Read filters

Clicking Next will display the dialog shown in figure 26.14.

Image prob-variant-caller-step2
Figure 26.14: Read filters for the variant detection.

In this dialog, you can specify reads to be filtered away before variant calling:

Ignore non-specific matches
This will ignore all reads that are marked as non-specific matches (see Non-specific matches). This is generally recommended, since there is no way of knowing whether the reads and thereby the variant are mapped to the correct position.
Ignore broken pairs
This will ignore all reads that come from broken pairs (see Mapping paired reads). We recommend to switch on the 'Ignore broken reads' filter in case data included paired-reads. As paired-reads have a larger overall alignment with the reference genome, the alignment is more trustworthy than an alignment with a single read, because the probability that the pair could map somewhere else is lower.
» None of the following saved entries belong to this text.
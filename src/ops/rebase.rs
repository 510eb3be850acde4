use crate::dag::{ancestor_set, first_parent_history, lowest_common_ancestor};
use crate::error::{Error, Result};
use crate::hash::Hash;
use crate::index::write_index;
use crate::object::{read_commit, read_tree, write_commit, write_tree};
use crate::refs::{self, Head};
use crate::repo::Repo;
use crate::resolver::resolve_to_commit;
use crate::types::Commit;

use super::checkout::materialize_tree;

/// replay the current branch's commits (since its divergence from
/// `onto`) on top of `onto`'s tip.
///
/// this is a tree-overlay replay, not a patch-apply: each replayed
/// commit's tree is laid over the running tree path-by-path, so a path
/// touched by both the upstream history and the replayed commit takes
/// the replayed commit's version. `log::warn!` records every such
/// overwrite since it happens silently otherwise.
pub fn rebase(repo: &Repo, onto: &str) -> Result<Hash> {
    let current_branch = match refs::read_head(repo)? {
        Head::Attached(branch) => branch,
        Head::Detached(_) => return Err(Error::DetachedHead),
    };

    let ours = refs::branch_commit(repo, &current_branch)?;
    let target = resolve_to_commit(repo, onto)?;

    if ours == target {
        return Ok(target);
    }

    let base = lowest_common_ancestor(repo, ours, target)?
        .ok_or(Error::NoCommonAncestor(ours, target))?;

    if base == ours {
        refs::write_branch(repo, &current_branch, &target)?;
        materialize_branch(repo, &current_branch)?;
        return Ok(target);
    }

    let target_ancestors = ancestor_set(repo, target)?;
    let mut to_replay: Vec<Hash> = first_parent_history(repo, ours)?
        .into_iter()
        .take_while(|id| *id != base && !target_ancestors.contains(id))
        .collect();
    to_replay.reverse();

    let mut parent = target;
    let mut tree = read_tree(repo, &read_commit(repo, &target)?.tree)?;

    for commit_id in to_replay {
        let original = read_commit(repo, &commit_id)?;
        let original_tree = read_tree(repo, &original.tree)?;

        for (path, hash) in original_tree.iter() {
            if let Some(existing) = tree.get(path) {
                if existing != hash {
                    log::warn!(
                        "rebase: {} overwritten while replaying {}",
                        path,
                        commit_id
                    );
                }
            }
            tree.insert(path.clone(), *hash);
        }

        let tree_id = write_tree(repo, &tree)?;
        let replayed = Commit::new(
            tree_id,
            vec![parent],
            original.author.clone(),
            original.author_time,
            original.message.clone(),
        );
        parent = write_commit(repo, &replayed)?;
    }

    refs::write_branch(repo, &current_branch, &parent)?;
    materialize_branch(repo, &current_branch)?;

    Ok(parent)
}

fn materialize_branch(repo: &Repo, branch: &str) -> Result<()> {
    let id = refs::branch_commit(repo, branch)?;
    let tree = read_tree(repo, &read_commit(repo, &id)?.tree)?;
    materialize_tree(repo, &tree)?;
    write_index(repo, &tree)
}
use std::fs::{self, File};
use std::path::{Path, PathBuf};

use nix::fcntl::{Flock, FlockArg};

use crate::config::Config;
use crate::error::{Error, IoResultExt, Result};

/// name of the repository meta directory
pub const META_DIR: &str = ".pygit";

/// a pygit repository: a root directory plus the `.pygit` meta directory
/// underneath it. `Repo` is the handle every operation in this crate is
/// threaded through explicitly — there is no implicit CWD coupling below
/// the CLI layer.
pub struct Repo {
    /// the repository's working directory (parent of `.pygit`)
    root: PathBuf,
    /// absolute path to `.pygit`
    meta: PathBuf,
}

impl Repo {
    /// initialize a new repository rooted at `path`. fails if `.pygit`
    /// already exists there.
    pub fn init(path: &Path) -> Result<Self> {
        let meta = path.join(META_DIR);
        if meta.exists() {
            return Err(Error::RepoExists(path.to_path_buf()));
        }

        fs::create_dir_all(&meta).with_path(&meta)?;
        fs::create_dir_all(meta.join("objects")).with_path(&meta)?;
        fs::create_dir_all(meta.join("refs/heads")).with_path(&meta)?;
        fs::create_dir_all(meta.join("refs/tags")).with_path(&meta)?;

        fs::write(meta.join("HEAD"), "ref: refs/heads/main\n").with_path(&meta)?;
        fs::write(meta.join("index"), "{}").with_path(&meta)?;

        let config = Config::default();
        config.save(&meta.join("config"))?;

        log::debug!("initialized pygit repository at {}", path.display());

        Ok(Self {
            root: path.to_path_buf(),
            meta,
        })
    }

    /// find the repository root by walking upward from `start` until a
    /// `.pygit` directory is found, or the filesystem root is reached.
    pub fn discover(start: &Path) -> Result<Self> {
        let mut current = start
            .canonicalize()
            .unwrap_or_else(|_| start.to_path_buf());

        loop {
            let meta = current.join(META_DIR);
            if meta.is_dir() {
                return Ok(Self {
                    root: current,
                    meta,
                });
            }

            match current.parent() {
                Some(parent) => current = parent.to_path_buf(),
                None => return Err(Error::NotARepository(start.to_path_buf())),
            }
        }
    }

    /// repository root (working directory)
    pub fn root(&self) -> &Path {
        &self.root
    }

    /// absolute path to `.pygit`
    pub fn meta_path(&self) -> &Path {
        &self.meta
    }

    pub fn objects_path(&self) -> PathBuf {
        self.meta.join("objects")
    }

    pub fn object_path(&self, id: &crate::Hash) -> PathBuf {
        self.objects_path().join(id.to_hex())
    }

    pub fn refs_heads_path(&self) -> PathBuf {
        self.meta.join("refs/heads")
    }

    pub fn refs_tags_path(&self) -> PathBuf {
        self.meta.join("refs/tags")
    }

    pub fn stash_path(&self) -> PathBuf {
        self.meta.join("refs/stash")
    }

    pub fn head_path(&self) -> PathBuf {
        self.meta.join("HEAD")
    }

    pub fn index_path(&self) -> PathBuf {
        self.meta.join("index")
    }

    pub fn config_path(&self) -> PathBuf {
        self.meta.join("config")
    }

    pub fn gitignore_path(&self) -> PathBuf {
        self.root.join(".gitignore")
    }

    /// load this repository's configuration
    pub fn config(&self) -> Result<Config> {
        Config::load(&self.config_path())
    }

    /// persist a configuration back to disk
    pub fn save_config(&self, config: &Config) -> Result<()> {
        config.save(&self.config_path())
    }

    /// path to the advisory lock file
    fn lock_path(&self) -> PathBuf {
        self.meta.join(".lock")
    }

    /// acquire an exclusive advisory lock on the repository, blocking
    /// concurrent self-invocation.
    pub fn lock(&self) -> Result<RepoLock> {
        let lock_path = self.lock_path();
        let file = File::create(&lock_path).with_path(&lock_path)?;
        let flock =
            Flock::lock(file, FlockArg::LockExclusiveNonblock).map_err(|_| Error::LockContention)?;
        Ok(RepoLock { flock })
    }

    pub fn try_lock(&self) -> Result<Option<RepoLock>> {
        let lock_path = self.lock_path();
        let file = File::create(&lock_path).with_path(&lock_path)?;
        match Flock::lock(file, FlockArg::LockExclusiveNonblock) {
            Ok(flock) => Ok(Some(RepoLock { flock })),
            Err((_, nix::errno::Errno::EWOULDBLOCK)) => Ok(None),
            Err(_) => Err(Error::LockContention),
        }
    }
}

/// guard that releases the repository lock when dropped
pub struct RepoLock {
    #[allow(dead_code)]
    flock: Flock<File>,
}

#[cfg(test)]
mod tests {
    use super::*;
    use tempfile::tempdir;

    #[test]
    fn test_repo_init() {
        let dir = tempdir().unwrap();
        let repo_path = dir.path().join("repo");
        std::fs::create_dir_all(&repo_path).unwrap();

        let repo = Repo::init(&repo_path).unwrap();

        assert!(repo_path.join(".pygit/objects").is_dir());
        assert!(repo_path.join(".pygit/refs/heads").is_dir());
        assert!(repo_path.join(".pygit/refs/tags").is_dir());
        assert!(repo_path.join(".pygit/HEAD").is_file());
        assert!(repo_path.join(".pygit/index").is_file());
        assert_eq!(repo.root(), repo_path);
    }

    #[test]
    fn test_repo_init_already_exists() {
        let dir = tempdir().unwrap();
        let repo_path = dir.path().join("repo");
        std::fs::create_dir_all(&repo_path).unwrap();

        Repo::init(&repo_path).unwrap();
        let result = Repo::init(&repo_path);
        assert!(matches!(result, Err(Error::RepoExists(_))));
    }

    #[test]
    fn test_repo_discover_from_subdirectory() {
        let dir = tempdir().unwrap();
        let repo_path = dir.path().join("repo");
        std::fs::create_dir_all(repo_path.join("a/b/c")).unwrap();

        Repo::init(&repo_path).unwrap();
        let repo = Repo::discover(&repo_path.join("a/b/c")).unwrap();

        assert_eq!(
            repo.root().canonicalize().unwrap(),
            repo_path.canonicalize().unwrap()
        );
    }

    #[test]
    fn test_repo_discover_not_found() {
        let dir = tempdir().unwrap();
        let result = Repo::discover(dir.path());
        assert!(matches!(result, Err(Error::NotARepository(_))));
    }

    #[test]
    fn test_repo_lock() {
        let dir = tempdir().unwrap();
        let repo_path = dir.path().join("repo");
        std::fs::create_dir_all(&repo_path).unwrap();
        let repo = Repo::init(&repo_path).unwrap();

        let lock = repo.lock().unwrap();
        let result = repo.try_lock().unwrap();
        assert!(result.is_none());

        drop(lock);
        let lock2 = repo.try_lock().unwrap();
        assert!(lock2.is_some());
    }
}
#![cfg_attr(feature = "fail-on-warnings", deny(warnings))]
#![warn(clippy::all, clippy::pedantic, clippy::nursery, clippy::cargo)]
#![allow(clippy::multiple_crate_versions, clippy::cargo_common_metadata)]

//! CLI entry point for the Madzi Alipo harvester.
//!
//! Settings come from built-in defaults, then an optional TOML file
//! (`--config`), then individual flags. Running without a subcommand is the
//! same as `harvest`.

use std::collections::BTreeMap;
use std::path::PathBuf;
use std::sync::Arc;

use clap::{Args, Parser, Subcommand};
use madzi_api::{HttpApiClient, MadziApi as _};
use madzi_harvest::pipeline::{HarvestReport, PartitionSource, rebuild_summary};
use madzi_harvest::store::{PartitionStore, load_path};
use madzi_harvest::{HarvestConfig, Harvester};
use madzi_table::TableFormat;

#[derive(Parser)]
#[command(name = "madzi_cli", about = "Madzi Alipo visit record harvester")]
struct Cli {
    #[command(flatten)]
    settings: Settings,
    #[command(subcommand)]
    command: Option<Commands>,
}

#[derive(Args, Default)]
struct Settings {
    /// TOML file with harvest settings; flags below override it
    #[arg(long, global = true)]
    config: Option<PathBuf>,
    /// Directory holding the partition cache and the summary table
    #[arg(long, global = true)]
    data_dir: Option<PathBuf>,
    /// First year to harvest
    #[arg(long, global = true)]
    from_year: Option<i32>,
    /// Last year to harvest (inclusive)
    #[arg(long, global = true)]
    to_year: Option<i32>,
    /// Partitions processed at once
    #[arg(long, global = true)]
    partition_concurrency: Option<usize>,
    /// Records enriched at once within a partition
    #[arg(long, global = true)]
    record_concurrency: Option<usize>,
    /// Summary table encoding (`legacy` or `escaped`)
    #[arg(long, global = true)]
    format: Option<TableFormat>,
}

impl Settings {
    fn resolve(self) -> Result<HarvestConfig, madzi_harvest::HarvestError> {
        let mut config = match &self.config {
            Some(path) => HarvestConfig::load(path)?,
            None => HarvestConfig::default(),
        };

        if let Some(data_dir) = self.data_dir {
            config.data_dir = data_dir;
        }
        if let Some(year) = self.from_year {
            config.first_year = year;
        }
        if let Some(year) = self.to_year {
            config.last_year = year;
        }
        if let Some(n) = self.partition_concurrency {
            config.partition_concurrency = n;
        }
        if let Some(n) = self.record_concurrency {
            config.record_concurrency = n;
        }
        if let Some(format) = self.format {
            config.table_format = format;
        }

        config.validate()?;
        Ok(config)
    }
}

#[derive(Subcommand)]
enum Commands {
    /// Fetch every uncached partition, then write the summary table
    Harvest,
    /// Rewrite the summary table from cached partitions only (no network)
    RebuildTable,
    /// List cached partitions per year with their record counts
    Cached,
    /// List the agencies visible to the configured token
    Agencies,
}

/// Builds an API client, failing before any request if the token is unset.
fn connect(config: &HarvestConfig) -> Result<HttpApiClient, Box<dyn std::error::Error>> {
    let credentials = config.credentials();
    credentials.token()?;
    Ok(HttpApiClient::new(&config.client_config(), credentials)?)
}

fn print_report(report: &HarvestReport) {
    println!(
        "{} partitions ({} cached, {} fetched), {} failed",
        report.partitions.len() + report.failed_partitions.len(),
        report.count_from(PartitionSource::Cache),
        report.count_from(PartitionSource::Fetched),
        report.failed_partitions.len(),
    );

    for failure in &report.failed_partitions {
        println!("  failed: {}: {}", failure.key, failure.error);
    }
    for partition in report.partitions.iter().filter(|p| !p.failed_records.is_empty()) {
        println!(
            "  partial: {}: {} records missing",
            partition.key,
            partition.failed_records.len()
        );
    }
    for partition in &report.partitions {
        if let Some(error) = &partition.cache_error {
            println!("  not cached: {}: {error}", partition.key);
        }
    }

    println!(
        "{} records written to {}",
        report.record_count,
        report.summary_path.display()
    );
}

fn print_cached(config: &HarvestConfig) -> Result<(), Box<dyn std::error::Error>> {
    let partitions = PartitionStore::new(&config.data_dir).cached_partitions()?;
    if partitions.is_empty() {
        println!("No cached partitions under {}", config.data_dir.display());
        return Ok(());
    }

    println!("{:<6} {:<48} RECORDS", "YEAR", "PARTITION");
    println!("{}", "-".repeat(64));

    let mut per_year: BTreeMap<i32, (usize, usize)> = BTreeMap::new();
    for partition in &partitions {
        let count = load_path(&partition.path)?.len();
        let name = partition
            .path
            .file_stem()
            .map_or_else(String::new, |s| s.to_string_lossy().into_owned());
        println!("{:<6} {name:<48} {count}", partition.year);

        let totals = per_year.entry(partition.year).or_default();
        totals.0 += 1;
        totals.1 += count;
    }

    println!();
    for (year, (files, records)) in per_year {
        println!("{year}: {files} partitions, {records} records");
    }

    Ok(())
}

#[tokio::main]
async fn main() -> Result<(), Box<dyn std::error::Error>> {
    let multi = madzi_cli_utils::init_logger();
    let cli = Cli::parse();
    let config = cli.settings.resolve()?;

    match cli.command.unwrap_or(Commands::Harvest) {
        Commands::Harvest => {
            let client = connect(&config)?;
            log::info!(
                "Harvesting {}..={} into {}",
                config.first_year,
                config.last_year,
                config.data_dir.display()
            );
            let progress = madzi_cli_utils::harvest_progress(&multi);
            let harvester = Harvester::new(Arc::new(client), config);

            let report = harvester.run(&progress).await?;
            print_report(&report);
        }
        Commands::RebuildTable => {
            let rebuilt = rebuild_summary(&config)?;
            println!(
                "{} records from {} partitions written to {}",
                rebuilt.record_count,
                rebuilt.partition_count,
                rebuilt.summary_path.display()
            );
        }
        Commands::Cached => print_cached(&config)?,
        Commands::Agencies => {
            let client = connect(&config)?;
            let agencies = client.list_agencies().await?;

            println!("{:<8} NAME", "ID");
            println!("{}", "-".repeat(50));
            for agency in &agencies {
                println!("{:<8} {}", agency.id, agency.name);
            }
        }
    }

    Ok(())
}
//! Bearer token lookup.

/// Environment variable holding the API bearer token.
pub const DEFAULT_TOKEN_VAR: &str = "BEARER_TOKEN";

#[derive(Debug, Clone, PartialEq, Eq, thiserror::Error)]
pub enum CredentialError {
    /// The variable is unset or empty.
    #[error("The {var} environment variable must be set in order to run this program")]
    Missing {
        /// Name of the variable that was checked.
        var: String,
    },
}

/// Supplies the bearer token attached to every request.
#[derive(Debug, Clone)]
pub enum Credentials {
    /// Read the named environment variable on every call.
    Env(String),
    /// A token fixed at construction time.
    Static(String),
}

impl Default for Credentials {
    fn default() -> Self {
        Self::Env(DEFAULT_TOKEN_VAR.to_owned())
    }
}

impl Credentials {
    #[must_use]
    pub fn from_env_var(var: &str) -> Self {
        Self::Env(var.to_owned())
    }

    /// Returns the bearer token.
    ///
    /// # Errors
    ///
    /// Returns [`CredentialError::Missing`] if the token is unset or empty.
    pub fn token(&self) -> Result<String, CredentialError> {
        match self {
            Self::Env(var) => non_empty(var, std::env::var(var).ok()),
            Self::Static(token) => non_empty("token", Some(token.clone())),
        }
    }
}

fn non_empty(var: &str, value: Option<String>) -> Result<String, CredentialError> {
    value
        .filter(|token| !token.trim().is_empty())
        .ok_or_else(|| CredentialError::Missing {
            var: var.to_owned(),
        })
}
//! Per-answer detail payload (`GetAnswerDetail`).
//!
//! Everything that is only passed through into the flat record is decoded
//! leniently: an unexpected scalar type is kept as text rather than failing
//! the record.

use serde::{Deserialize, Serialize};
use serde_json::Value;

use crate::{AnswerId, FlatRecord, ShapeAudited, loose_string, loose_text, null_as_default};

/// One answered question of an information, activity, or comment section.
#[derive(Debug, Clone, PartialEq, Eq, Serialize, Deserialize)]
#[serde(rename_all = "camelCase")]
pub struct Question {
    #[serde(default)]
    pub id: Value,
    #[serde(default, deserialize_with = "loose_text")]
    pub question_id: Option<String>,
    #[serde(default, deserialize_with = "loose_text")]
    pub question_text: Option<String>,
    #[serde(default)]
    pub show_in_section: Value,
    #[serde(default)]
    pub control_type_id: Value,
    #[serde(default, deserialize_with = "loose_text")]
    pub answer_text: Option<String>,
    #[serde(default)]
    pub group_id: Value,
    #[serde(default)]
    pub order_num: Value,
}

impl Question {
    /// Flat record column for this question: `"{questionId} : {questionText}"`.
    #[must_use]
    pub fn column(&self) -> String {
        format!(
            "{} : {}",
            self.question_id.as_deref().unwrap_or_default(),
            self.question_text.as_deref().unwrap_or_default(),
        )
    }

    /// The `(column, answer)` pair, or `None` when the question was left
    /// unanswered.
    #[must_use]
    pub fn flat_entry(&self) -> Option<(String, String)> {
        let answer = self.answer_text.as_deref().filter(|a| !a.is_empty())?;
        Some((self.column(), answer.to_owned()))
    }
}

/// A spare part consumed during a repair visit.
#[derive(Debug, Clone, PartialEq, Eq, Serialize, Deserialize)]
#[serde(rename_all = "camelCase")]
pub struct PartUsed {
    #[serde(default, deserialize_with = "loose_string")]
    pub name: String,
    #[serde(default)]
    pub quantity: Value,
    #[serde(default)]
    pub cost_mwk: Value,
    #[serde(default)]
    pub unique_ids: Value,
}

#[derive(Debug, Clone, PartialEq, Eq, Serialize, Deserialize)]
#[serde(rename_all = "camelCase")]
pub struct ImageAnswer {
    #[serde(default, deserialize_with = "loose_text")]
    pub url: Option<String>,
    #[serde(default, deserialize_with = "loose_text")]
    pub thumb_url: Option<String>,
}

#[derive(Debug, Clone, PartialEq, Eq, Serialize, Deserialize)]
#[serde(rename_all = "camelCase")]
pub struct VisitStaff {
    #[serde(default, deserialize_with = "loose_text")]
    pub first_name: Option<String>,
    #[serde(default, deserialize_with = "loose_text")]
    pub last_name: Option<String>,
    #[serde(default)]
    pub profile_pic: Value,
    #[serde(default)]
    pub user_id: Value,
}

impl VisitStaff {
    #[must_use]
    pub fn full_name(&self) -> String {
        format!(
            "{} {}",
            self.first_name.as_deref().unwrap_or_default(),
            self.last_name.as_deref().unwrap_or_default(),
        )
    }
}

/// Scalar detail fields copied verbatim into the flat record, kept as the
/// raw wire values (`null` included) in [`DetailScalars::FIELDS`] order.
#[derive(Debug, Clone, Default, PartialEq, Eq)]
pub struct DetailScalars(FlatRecord);

impl DetailScalars {
    /// Every scalar the detail contributes, in merge order.
    pub const FIELDS: &'static [&'static str] = &[
        "answerId",
        "formTypeId",
        "agencyRecordId",
        "answerCode",
        "newSourceCode",
        "newSourceName",
        "waterSourceName",
        "waterSourceStatus",
        "user",
        "insertDate",
        "informationSectionBgColor",
        "canDelete",
        "canEdit",
        "isTelephoneSurvey",
    ];

    /// Picks the scalar fields present in `raw`.
    #[must_use]
    pub fn from_raw(raw: &FlatRecord) -> Self {
        Self(
            Self::FIELDS
                .iter()
                .filter_map(|field| Some(((*field).to_owned(), raw.get(*field)?.clone())))
                .collect(),
        )
    }

    /// The wire value of `field`; `None` if the detail did not carry it.
    #[must_use]
    pub fn get(&self, field: &str) -> Option<&Value> {
        self.0.get(field)
    }

    /// `answerId` as a number, accepting numeric strings.
    #[must_use]
    pub fn answer_id(&self) -> Option<AnswerId> {
        let value = self.get("answerId")?;
        value
            .as_i64()
            .or_else(|| value.as_str()?.trim().parse().ok())
    }

    /// `newSourceCode` as text. `null` and the empty string count as absent.
    #[must_use]
    pub fn new_source_code(&self) -> Option<String> {
        match self.get("newSourceCode")? {
            Value::Null => None,
            Value::String(s) if s.is_empty() => None,
            Value::String(s) => Some(s.clone()),
            other => Some(other.to_string()),
        }
    }

    /// The present scalar fields as an ordered map.
    #[must_use]
    pub fn to_flat(&self) -> FlatRecord {
        self.0.clone()
    }
}

#[derive(Deserialize)]
#[serde(rename_all = "camelCase")]
struct DetailWire {
    #[serde(default, deserialize_with = "null_as_default")]
    information_section: Vec<Option<Question>>,
    #[serde(default, deserialize_with = "null_as_default")]
    activity_section: Vec<Option<Question>>,
    #[serde(default)]
    comment: Option<Question>,
    #[serde(default, deserialize_with = "null_as_default")]
    part_used: Vec<PartUsed>,
    #[serde(default, deserialize_with = "null_as_default")]
    image_answers: Vec<ImageAnswer>,
    #[serde(default, deserialize_with = "null_as_default")]
    visit_staff: Vec<VisitStaff>,
}

/// Enrichment payload for one visit answer.
#[derive(Debug, Clone, PartialEq, Eq, Deserialize)]
#[serde(try_from = "FlatRecord")]
pub struct DetailRecord {
    pub scalars: DetailScalars,
    pub information_section: Vec<Option<Question>>,
    pub activity_section: Vec<Option<Question>>,
    pub comment: Option<Question>,
    pub part_used: Vec<PartUsed>,
    pub image_answers: Vec<ImageAnswer>,
    pub visit_staff: Vec<VisitStaff>,
    field_names: Vec<String>,
}

impl TryFrom<FlatRecord> for DetailRecord {
    type Error = serde_json::Error;

    fn try_from(raw: FlatRecord) -> Result<Self, Self::Error> {
        let field_names = raw.keys().cloned().collect();
        let scalars = DetailScalars::from_raw(&raw);
        let wire: DetailWire = serde_json::from_value(Value::Object(raw))?;

        Ok(Self {
            scalars,
            information_section: wire.information_section,
            activity_section: wire.activity_section,
            comment: wire.comment,
            part_used: wire.part_used,
            image_answers: wire.image_answers,
            visit_staff: wire.visit_staff,
            field_names,
        })
    }
}

impl DetailRecord {
    /// Every question of the record in merge order: information section,
    /// activity section, then the comment.
    pub fn questions(&self) -> impl Iterator<Item = &Question> {
        self.information_section
            .iter()
            .chain(self.activity_section.iter())
            .chain(std::iter::once(&self.comment))
            .flatten()
    }
}

impl ShapeAudited for DetailRecord {
    const LABEL: &'static str = "detail";

    const ALLOWED_FIELDS: &'static [&'static str] = &[
        "answerId",
        "formTypeId",
        "agencyRecordId",
        "answerCode",
        "newSourceCode",
        "newSourceName",
        "waterSourceName",
        "waterSourceStatus",
        "user",
        "insertDate",
        "informationSectionBgColor",
        "canDelete",
        "canEdit",
        "isTelephoneSurvey",
        "informationSection",
        "activitySection",
        "comment",
        "partUsed",
        "imageAnswers",
        "visitStaff",
    ];

    fn field_names(&self) -> Vec<&str> {
        self.field_names.iter().map(String::as_str).collect()
    }
}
However, variants in regions with larger deletions, insertions or rearrangements will be ignored, as broken pairs are often indicators for these kinds of events. Note that if you have mapped a combination of single and paired reads, the reads that were marked as single when running the mapping will still be part of the variant detection, even if you have chosen to ignore broken pairs.

Please note that all the filtering described here means that sometime there is a difference between the coverage of the mapping and the actual counts reported for a variant. The difference would be the number of reads that have been filtered before variant calling.